### **Bonus Question - Connected Components on MapReduce**
MapReduce is ideal for network analysis as it enables parallel processing of large graph datasets, making it scalable and efficient. By breaking tasks into map and reduce steps, it allows for distributed analysis of networks, which is essential for handling large-scale graph problems like connected components.

1. In this task, you are required to use PySpark and the MapReduce paradigm to identify the connected components in a flight network graph. The focus should be on airports rather than cities. As you know, a connected component refers to a group of airports where every pair of airports within the group is connected either directly or indirectly.

The function takes the following inputs:
1. Flight network
2. A starting date
3. An end date

The function outputs:
1. The number of the connected components during that period
2. The size of each connectd componenet
3. The airports within the largest connected component identified.

__Note:__ For this task, you should check if there is a flight between two airports during that period.
__Note:__ You are not allowed to use pre-existing packages or functions in PySpark; instead, you must implement the algorithm from scratch using the MapReduce paradigm.

2. Compare the execution time and the results of your implementation with those of the GraphFrames package for identifying connected components. If there is any difference in the results, provide an explanation for why that might occur.
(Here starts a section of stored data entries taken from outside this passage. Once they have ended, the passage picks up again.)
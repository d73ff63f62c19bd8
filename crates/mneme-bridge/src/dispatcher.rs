//! Request dispatcher - correlates worker responses with waiting callers.
//!
//! Every outbound request gets a fresh [`RequestId`] and a pending entry holding
//! a oneshot waiter. An entry leaves the table exactly once, through whichever
//! path removes it first:
//! - a response with a matching id arrives (`on_bytes`)
//! - the caller's timeout fires
//! - the process goes away (`fail_all`)
//! - the caller stops waiting (its future is dropped)
//!
//! Removal from the DashMap is the arbitration point, so two paths can never
//! both deliver for the same id. No lock is held while a caller waits.

use std::sync::Mutex as StdMutex;
use std::sync::atomic::{AtomicUsize, Ordering};
use std::time::{Duration, Instant};

use async_trait::async_trait;
use dashmap::DashMap;
use serde_json::Value;
use tokio::sync::{Semaphore, oneshot};
use tokio_util::bytes::{Bytes, BytesMut};

use crate::bridge::codec;
use crate::bridge::protocol::{Inbound, Request, RequestId, Response};
use crate::config::CorrelationMode;
use crate::error::BridgeError;

/// Destination for encoded request lines (the worker's stdin).
#[async_trait]
pub trait LineSink: Send + Sync {
    /// Write one complete line. Fails with `ProcessNotRunning` when there is no
    /// live worker to write to.
    async fn write_line(&self, line: Bytes) -> Result<(), BridgeError>;
}

type Waiter = oneshot::Sender<Result<Value, BridgeError>>;

struct PendingEntry {
    action: String,
    issued_at: Instant,
    waiter: Waiter,
}

pub struct Dispatcher {
    pending: DashMap<RequestId, PendingEntry>,
    /// Bytes of an incomplete trailing line from the last read.
    inbound: StdMutex<BytesMut>,
    mode: CorrelationMode,
    /// Admits one request at a time in `Sequential` mode.
    turn: Semaphore,
    /// Abandoned requests whose id-less replies are still expected (`Sequential`).
    orphans: AtomicUsize,
}

impl Dispatcher {
    pub fn new(mode: CorrelationMode) -> Self {
        Self {
            pending: DashMap::new(),
            inbound: StdMutex::new(BytesMut::new()),
            mode,
            turn: Semaphore::new(1),
            orphans: AtomicUsize::new(0),
        }
    }

    pub fn mode(&self) -> CorrelationMode {
        self.mode
    }

    pub fn pending_count(&self) -> usize {
        self.pending.len()
    }

    /// Send a request and wait for its outcome.
    ///
    /// Encoding problems are reported before anything is written. `timeout`
    /// bounds the whole call: waiting for a turn, writing the line and waiting
    /// for the response.
    pub async fn send(
        &self,
        sink: &dyn LineSink,
        action: &str,
        params: Value,
        timeout: Duration,
    ) -> Result<Value, BridgeError> {
        let deadline = tokio::time::Instant::now() + timeout;
        let request = Request::new(action, params)?;
        let line = codec::encode(&request)?;

        let _turn = match self.mode {
            CorrelationMode::Sequential => {
                match tokio::time::timeout_at(deadline, self.turn.acquire()).await {
                    Ok(Ok(permit)) => Some(permit),
                    Ok(Err(_)) => return Err(BridgeError::ProcessNotRunning),
                    Err(_) => {
                        tracing::warn!(action, ?timeout, "Request timed out waiting for its turn");
                        return Err(BridgeError::Timeout(timeout));
                    }
                }
            }
            CorrelationMode::EchoId => None,
        };

        let id = request.id;
        let (waiter, mut outcome) = oneshot::channel();
        self.pending.insert(
            id.clone(),
            PendingEntry {
                action: request.action,
                issued_at: Instant::now(),
                waiter,
            },
        );
        let mut guard = PendingGuard {
            dispatcher: self,
            id: &id,
            written: false,
        };

        tracing::debug!(request_id = %id, action, "Sending request");
        match tokio::time::timeout_at(deadline, sink.write_line(line)).await {
            Ok(Ok(())) => guard.written = true,
            Ok(Err(e)) => {
                if self.pending.remove(&id).is_some() {
                    tracing::debug!(request_id = %id, error = %e, "Request was not written");
                    return Err(e);
                }
                // Already resolved elsewhere (e.g. drained by a crash).
                return outcome.await.unwrap_or(Err(BridgeError::ProcessNotRunning));
            }
            Err(_) => {
                if self.pending.remove(&id).is_some() {
                    tracing::warn!(request_id = %id, action, ?timeout, "Request timed out before the worker accepted it");
                    return Err(BridgeError::Timeout(timeout));
                }
                return outcome.await.unwrap_or(Err(BridgeError::ProcessNotRunning));
            }
        }

        match tokio::time::timeout_at(deadline, &mut outcome).await {
            Ok(Ok(result)) => result,
            Ok(Err(_)) => Err(BridgeError::ProcessNotRunning),
            Err(_) => {
                if self.abandon(&id, true) {
                    tracing::warn!(request_id = %id, action, ?timeout, "Request timed out");
                    Err(BridgeError::Timeout(timeout))
                } else {
                    // A response won the race against the timer.
                    outcome.await.unwrap_or(Err(BridgeError::ProcessNotRunning))
                }
            }
        }
    }

    /// Feed bytes read from the worker's stdout.
    ///
    /// Returns true if the batch contained the ready signal.
    pub fn on_bytes(&self, bytes: &[u8]) -> bool {
        let messages = {
            let mut buffer = self.lock_inbound();
            codec::decode(&mut buffer, bytes)
        };

        let mut ready = false;
        for value in messages {
            match Inbound::from_value(value) {
                Ok(Inbound::Ready) => {
                    tracing::debug!("Worker signalled ready");
                    ready = true;
                }
                Ok(Inbound::Response(response)) => self.resolve(response),
                Err(e) => {
                    tracing::warn!(error = %e, "Ignoring unrecognized message from worker");
                }
            }
        }
        ready
    }

    /// Resolve every pending entry with `error`. Returns how many were resolved.
    pub fn fail_all(&self, error: BridgeError) -> usize {
        let ids: Vec<RequestId> = self.pending.iter().map(|e| e.key().clone()).collect();
        let mut failed = 0;
        for id in ids {
            if let Some((id, entry)) = self.pending.remove(&id) {
                tracing::debug!(request_id = %id, action = %entry.action, error = %error, "Failing pending request");
                let _ = entry.waiter.send(Err(error.clone()));
                failed += 1;
            }
        }
        self.orphans.store(0, Ordering::SeqCst);
        failed
    }

    /// Forget any partial line left over from a previous process.
    pub fn reset_inbound(&self) {
        self.lock_inbound().clear();
    }

    fn resolve(&self, response: Response) {
        let id = match response.id.clone() {
            Some(id) => id,
            None => match self.unlabelled_target() {
                Some(id) => id,
                None => return,
            },
        };

        match self.pending.remove(&id) {
            Some((id, entry)) => {
                tracing::debug!(
                    request_id = %id,
                    action = %entry.action,
                    success = response.success,
                    elapsed_ms = entry.issued_at.elapsed().as_millis() as u64,
                    "Response received"
                );
                if entry.waiter.send(response.into_result()).is_err() {
                    tracing::debug!(request_id = %id, "Caller stopped waiting before the response arrived");
                }
            }
            None => {
                tracing::debug!(request_id = %id, "Discarding response for unknown or expired request");
            }
        }
    }

    /// Which entry an id-less response belongs to, if it can be told.
    fn unlabelled_target(&self) -> Option<RequestId> {
        match self.mode {
            CorrelationMode::EchoId => {
                tracing::warn!("Discarding response without an id");
                None
            }
            CorrelationMode::Sequential => {
                if self
                    .orphans
                    .fetch_update(Ordering::SeqCst, Ordering::SeqCst, |n| n.checked_sub(1))
                    .is_ok()
                {
                    tracing::debug!("Discarding late response to an abandoned request");
                    return None;
                }
                let ids: Vec<RequestId> = self
                    .pending
                    .iter()
                    .take(2)
                    .map(|e| e.key().clone())
                    .collect();
                match ids.as_slice() {
                    [only] => Some(only.clone()),
                    [] => {
                        tracing::debug!("Discarding response with no request in flight");
                        None
                    }
                    _ => {
                        tracing::warn!("Discarding ambiguous response without an id");
                        None
                    }
                }
            }
        }
    }

    /// Remove an entry nobody will wait for any more. True if it was still pending.
    ///
    /// `written` says whether the line reached the worker, i.e. whether a reply
    /// is still coming.
    fn abandon(&self, id: &RequestId, written: bool) -> bool {
        let removed = self.pending.remove(id).is_some();
        if removed && written && self.mode == CorrelationMode::Sequential {
            // The worker will still answer it, without an id.
            self.orphans.fetch_add(1, Ordering::SeqCst);
        }
        removed
    }

    fn lock_inbound(&self) -> std::sync::MutexGuard<'_, BytesMut> {
        match self.inbound.lock() {
            Ok(guard) => guard,
            Err(poisoned) => {
                tracing::error!("Inbound buffer mutex poisoned - discarding partial line");
                let mut guard = poisoned.into_inner();
                guard.clear();
                guard
            }
        }
    }
}

/// Removes the caller's entry if its future is dropped while still pending.
struct PendingGuard<'a> {
    dispatcher: &'a Dispatcher,
    id: &'a RequestId,
    written: bool,
}

impl Drop for PendingGuard<'_> {
    fn drop(&mut self) {
        if self.dispatcher.abandon(self.id, self.written) {
            tracing::debug!(request_id = %self.id, "Request abandoned by caller");
        }
    }
}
### **Install all the packages needed using pip**

In [None]:
! pip install pyngrok gdown  pyspark  yellowbrick graphframes

### **Import all the packages needed, included the Spark's one**

In [1]:
import pandas as pd
from pyspark.sql import SparkSession
from pyspark import SparkContext
from pyspark.sql.functions import col, explode, collect_list, min as spark_min, struct, size, row_number
from pyspark.sql.window import Window
from pyspark.sql import functions as F
from graphframes import GraphFrame
import time
import json
import tempfile
import os

## **Initialize the Spark Session**

In [3]:
# Initialize Spark Session with configurations
print("Initializing Spark Session...")
spark = SparkSession.builder \
    .appName("Connected Components Analysis") \
    .config("spark.driver.memory", "15g") \
    .config("spark.executor.memory", "15g") \
    .config("spark.sql.adaptive.enabled", "true") \
    .config("spark.sql.adaptive.skewJoin.enabled", "true") \
    .config("spark.sql.shuffle.partitions", "100") \
    .getOrCreate()
print("... Spark Session Created")

Initializing Spark Session...


## **Read the CSV file of Airports an print some information**

In [4]:
print("Reading CSV file...")
df = spark.read.csv("/Airports2.csv", header=True, inferSchema=True)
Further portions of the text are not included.